** Opening RECORDS FOR THE TASK block **

use std::collections::BTreeMap;

use chrono::{DateTime, Utc};
use rust_decimal::Decimal;
use serde::{Deserialize, Serialize};
use uuid::Uuid;

/// An immutable point-in-time capture of a provider catalog.
///
/// Activation never mutates a snapshot row: it appends a new version record
/// with the flipped flag, so readers always observe a consistent state.
#[derive(Clone, Debug, Serialize, Deserialize)]
pub struct Snapshot {
    pub id: Uuid,
    pub provider: String,
    pub region: String,
    pub alias: String,
    /// Where the capture came from, e.g. `aws-pricing-api`
    pub source: String,
    /// SHA-256 over the sorted canonical encoding of the snapshot's rates
    pub content_hash: String,
    pub fetched_at: DateTime<Utc>,
    pub valid_from: DateTime<Utc>,
    #[serde(default, skip_serializing_if = "Option::is_none")]
    pub valid_to: Option<DateTime<Utc>>,
    pub active: bool,
    /// Version counter, bumped on every activation flip
    pub version: u32,
    pub created_at: DateTime<Utc>,
}

/// One rate row as ingested. Tier bounds are optional; tiered SKUs carry
/// several records sharing the same attributes and unit.
#[derive(Clone, Debug, Serialize, Deserialize)]
pub struct RateRecord {
    pub sku: String,
    pub service: String,
    pub product_family: String,
    /// Flat lookup attributes; sorted map so the canonical encoding is stable
    #[serde(default)]
    pub attributes: BTreeMap<String, String>,
    pub unit: String,
    pub price: Decimal,
    #[serde(default = "default_currency")]
    pub currency: String,
    #[serde(default = "default_rate_confidence")]
    pub confidence: f64,
    #[serde(default, skip_serializing_if = "Option::is_none")]
    pub tier_min: Option<Decimal>,
    #[serde(default, skip_serializing_if = "Option::is_none")]
    pub tier_max: Option<Decimal>,
    #[serde(default, skip_serializing_if = "Option::is_none")]
    pub effective_from: Option<DateTime<Utc>>,
}

fn default_currency() -> String {
    "USD".to_string()
}

fn default_rate_confidence() -> f64 {
    1.0
}

/// A snapshot ingestion payload.
#[derive(Clone, Debug, Serialize, Deserialize)]
pub struct SnapshotIngest {
    pub provider: String,
    pub region: String,
    #[serde(default = "default_alias")]
    pub alias: String,
    pub source: String,
    #[serde(default, skip_serializing_if = "Option::is_none")]
    pub fetched_at: Option<DateTime<Utc>>,
    #[serde(default, skip_serializing_if = "Option::is_none")]
    pub valid_from: Option<DateTime<Utc>>,
    #[serde(default, skip_serializing_if = "Option::is_none")]
    pub valid_to: Option<DateTime<Utc>>,
    pub rates: Vec<RateRecord>,
}

fn default_alias() -> String {
    "default".to_string()
}

/// Outcome of an ingestion.
#[derive(Clone, Debug, Serialize, Deserialize)]
pub struct IngestOutcome {
    pub snapshot_id: Uuid,
    /// True when identical content already existed and no snapshot was created
    pub deduplicated: bool,
    pub rates_ingested: usize,
}

/// A price lookup.
#[derive(Clone, Debug, Serialize, Deserialize)]
pub struct RateQuery {
    pub provider: String,
    pub service: String,
    pub product_family: String,
    pub region: String,
    pub attributes: BTreeMap<String, String>,
    pub unit: String,
    pub alias: String,
    /// Evaluate the catalog as of this instant; `None` means the active snapshot
    pub effective_time: Option<DateTime<Utc>>,
    /// Widen to the default region when the exact region has no match
    pub region_fallback: bool,
}

impl RateQuery {
    pub fn new(
        provider: impl Into<String>,
        service: impl Into<String>,
        product_family: impl Into<String>,
        region: impl Into<String>,
        attributes: BTreeMap<String, String>,
        unit: impl Into<String>,
    ) -> Self {
        Self {
            provider: provider.into(),
            service: service.into(),
            product_family: product_family.into(),
            region: region.into(),
            attributes,
            unit: unit.into(),
            alias: "default".to_string(),
            effective_time: None,
            region_fallback: false,
        }
    }

    pub fn with_alias(mut self, alias: impl Into<String>) -> Self {
        self.alias = alias.into();
        self
    }

    pub fn with_effective_time(mut self, at: DateTime<Utc>) -> Self {
        self.effective_time = Some(at);
        self
    }

    pub fn with_region_fallback(mut self) -> Self {
        self.region_fallback = true;
        self
    }
}

/// One pricing tier of a resolved rate.
#[derive(Clone, Debug, PartialEq, Serialize, Deserialize)]
pub struct RateTier {
    pub min: Decimal,
    #[serde(default, skip_serializing_if = "Option::is_none")]
    pub max: Option<Decimal>,
    pub price: Decimal,
    pub confidence: f64,
}

/// The result of a successful lookup: all tiers for the matched SKU,
/// ordered by `min` ascending, plus the snapshot that priced them.
#[derive(Clone, Debug, Serialize, Deserialize)]
pub struct ResolvedPricing {
    pub sku: String,
    pub snapshot_id: Uuid,
    pub source: String,
    pub currency: String,
    pub unit: String,
    /// Region the rate actually came from (differs from the query region
    /// only under opt-in fallback)
    pub region: String,
    pub tiers: Vec<RateTier>,
}

impl ResolvedPricing {
    /// Whether this SKU prices in more than one tier.
    pub fn is_tiered(&self) -> bool {
        self.tiers.len() > 1
    }

    /// Unit price of the first tier (the flat price for untiered SKUs).
    pub fn base_price(&self) -> Decimal {
        self.tiers
            .first()
            .map(|t| t.price)
            .unwrap_or(Decimal::ZERO)
    }

    /// Confidence of the first tier.
    pub fn base_confidence(&self) -> f64 {
        self.tiers.first().map(|t| t.confidence).unwrap_or(0.0)
    }
}
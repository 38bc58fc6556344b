mod commands;
mod environment;
mod error;
mod interaction;
mod output;

use std::path::PathBuf;
use std::process::ExitCode;

use clap::Parser;
use tracing_subscriber::EnvFilter;

use crate::commands::{Commands, GlobalArgs};
use crate::error::CliError;

#[derive(Parser)]
#[command(name = "kubestrap")]
#[command(version)]
#[command(about = "Provision Kubernetes nodes with kubeadm, rolling back on failure", long_about = None)]
struct Cli {
    /// Config file (default: /etc/kubestrap/config.toml when present)
    #[arg(long, global = true, value_name = "PATH")]
    config: Option<PathBuf>,

    /// Directory for audit logs (default: /var/log/kubestrap)
    #[arg(long, global = true, value_name = "DIR")]
    log_dir: Option<PathBuf>,

    /// Answer yes to confirmation prompts
    #[arg(short = 'y', long, global = true)]
    yes: bool,

    /// Log at debug level unless RUST_LOG says otherwise
    #[arg(short, long, global = true)]
    verbose: bool,

    #[command(subcommand)]
    command: Commands,
}

fn main() -> ExitCode {
    let cli = Cli::parse();
    init_tracing(cli.verbose);

    let globals = GlobalArgs {
        config: cli.config,
        log_dir: cli.log_dir,
        yes: cli.yes,
    };

    match cli.command.execute(&globals) {
        Ok(true) => ExitCode::SUCCESS,
        Ok(false) => ExitCode::FAILURE,
        Err(e) => {
            print_error(&e);
            ExitCode::FAILURE
        }
    }
}

fn init_tracing(verbose: bool) {
    let default = if verbose { "debug" } else { "info" };
    let filter = EnvFilter::try_from_default_env().unwrap_or_else(|_| EnvFilter::new(default));
    tracing_subscriber::fmt()
        .with_env_filter(filter)
        .with_target(false)
        .with_writer(std::io::stderr)
        .init();
}

fn print_error(error: &CliError) {
    eprintln!("error: {error}");

    let mut source = std::error::Error::source(error);
    while let Some(cause) = source {
        eprintln!("caused by: {cause}");
        source = std::error::Error::source(cause);
    }
}
//! Provisioning step bodies.
//!
//! Each step makes one related group of host mutations and pushes the
//! compensation for every mutation as soon as it has been made, so a later
//! failure inside the same step still unwinds what already happened.

mod control_plane;
mod join;
mod kube_packages;
mod preflight;
mod reset;
mod runtime;
mod system;
mod verify;

use std::path::Path;

use kubestrap_saga::{ActionError, StepError};

pub use control_plane::{ConfigureKubectl, InstallCni, KubeadmInit, UntaintControlPlane};
pub use join::KubeadmJoin;
pub use kube_packages::{EnableKubelet, HoldKubernetesPackages, InstallKubernetesPackages};
pub use preflight::{RequireRoot, RequireTools};
pub use reset::{
    FlushIptables, KubeadmReset, PurgeKubernetesPackages, RemoveCniConfig, RemoveKernelConfig,
    RemoveKubeconfig, StopKubelet, UnholdKubernetesPackages,
};
pub use runtime::{ConfigureContainerRuntime, InstallContainerRuntime};
pub use system::{ConfigureSysctl, DisableSwap, LoadKernelModules};
pub use verify::{CaptureJoinCommand, VerifyServiceActive, WaitNodeReady};

use crate::context::HostContext;
use crate::error::ResultExt;

pub const FSTAB: &str = "/etc/fstab";
pub const MODULES_CONF: &str = "/etc/modules-load.d/k8s.conf";
pub const SYSCTL_CONF: &str = "/etc/sysctl.d/k8s.conf";
pub const CONTAINERD_CONFIG: &str = "/etc/containerd/config.toml";
pub const ROOT_KUBECONFIG: &str = "/root/.kube/config";
pub const CNI_CONFIG_DIR: &str = "/etc/cni/net.d";

pub const KUBE_PACKAGES: [&str; 3] = ["kubelet", "kubeadm", "kubectl"];

/// Write `contents` to `path` and return what was there before.
fn replace_file(
    ctx: &HostContext,
    path: &str,
    contents: &str,
) -> Result<Option<String>, StepError> {
    let path = Path::new(path);
    let previous = ctx
        .fs()
        .read(path)
        .step_context(format!("failed to read {}", path.display()))?;
    ctx.fs()
        .write(path, contents)
        .step_context(format!("failed to write {}", path.display()))?;
    Ok(previous)
}

/// Put `path` back the way [`replace_file`] found it.
fn restore_file(ctx: &HostContext, path: &str, previous: Option<&str>) -> Result<(), ActionError> {
    let path = Path::new(path);
    match previous {
        Some(contents) => ctx
            .fs()
            .write(path, contents)
            .action_context(format!("failed to restore {}", path.display())),
        None => ctx
            .fs()
            .remove(path)
            .action_context(format!("failed to remove {}", path.display())),
    }
}

fn restore_description(path: &str, previous: Option<&String>) -> String {
    if previous.is_some() {
        format!("restore previous {path}")
    } else {
        format!("remove {path}")
    }
}
use kubestrap_host::JoinOptions;
use kubestrap_saga::{CompensationStack, Step, StepError};
use tracing::info;

use crate::context::HostContext;
use crate::error::ResultExt;

/// `kubeadm join` against an existing control plane.
pub struct KubeadmJoin;

impl Step for KubeadmJoin {
    type Context = HostContext;

    fn name(&self) -> &str {
        "kubeadm_join"
    }

    fn execute(
        &self,
        ctx: &HostContext,
        compensations: &mut CompensationStack<HostContext>,
    ) -> Result<(), StepError> {
        let join = ctx
            .join()
            .ok_or_else(|| StepError::new("no join credentials configured"))?;
        let options = JoinOptions {
            api_server: join.api_server.clone(),
            token: join.token.clone(),
            discovery_token_ca_cert_hash: join.discovery_token_ca_cert_hash.clone(),
        };
        info!(api_server = %options.api_server, "joining cluster");

        ctx.kubeadm()
            .join(&options)
            .step_context("kubeadm join failed")?;
        compensations.push("kubeadm reset -f", |ctx: &HostContext| {
            ctx.kubeadm()
                .reset()
                .action_context("kubeadm reset failed")
        });
        Ok(())
    }
}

** Closing RECORDS FOR THE TASK block **

→ **HOW TO COMPLETE THIS TASK**:
Using the entries above, repeat only the lines from the one containing "pub struct IngestOutcome" through the one containing "pub struct ResolvedPricing", end lines included.

→ **WRITTEN RESPONSE**:
pub struct IngestOutcome {
    pub snapshot_id: Uuid,
    /// True when identical content already existed and no snapshot was created
    pub deduplicated: bool,
    pub rates_ingested: usize,
}

/// A price lookup.
#[derive(Clone, Debug, Serialize, Deserialize)]
pub struct RateQuery {
    pub provider: String,
    pub service: String,
    pub product_family: String,
    pub region: String,
    pub attributes: BTreeMap<String, String>,
    pub unit: String,
    pub alias: String,
    /// Evaluate the catalog as of this instant; `None` means the active snapshot
    pub effective_time: Option<DateTime<Utc>>,
    /// Widen to the default region when the exact region has no match
    pub region_fallback: bool,
}

impl RateQuery {
    pub fn new(
        provider: impl Into<String>,
        service: impl Into<String>,
        product_family: impl Into<String>,
        region: impl Into<String>,
        attributes: BTreeMap<String, String>,
        unit: impl Into<String>,
    ) -> Self {
        Self {
            provider: provider.into(),
            service: service.into(),
            product_family: product_family.into(),
            region: region.into(),
            attributes,
            unit: unit.into(),
            alias: "default".to_string(),
            effective_time: None,
            region_fallback: false,
        }
    }

    pub fn with_alias(mut self, alias: impl Into<String>) -> Self {
        self.alias = alias.into();
        self
    }

    pub fn with_effective_time(mut self, at: DateTime<Utc>) -> Self {
        self.effective_time = Some(at);
        self
    }

    pub fn with_region_fallback(mut self) -> Self {
        self.region_fallback = true;
        self
    }
}

/// One pricing tier of a resolved rate.
#[derive(Clone, Debug, PartialEq, Serialize, Deserialize)]
pub struct RateTier {
    pub min: Decimal,
    #[serde(default, skip_serializing_if = "Option::is_none")]
    pub max: Option<Decimal>,
    pub price: Decimal,
    pub confidence: f64,
}

/// The result of a successful lookup: all tiers for the matched SKU,
/// ordered by `min` ascending, plus the snapshot that priced them.
#[derive(Clone, Debug, Serialize, Deserialize)]
pub struct ResolvedPricing {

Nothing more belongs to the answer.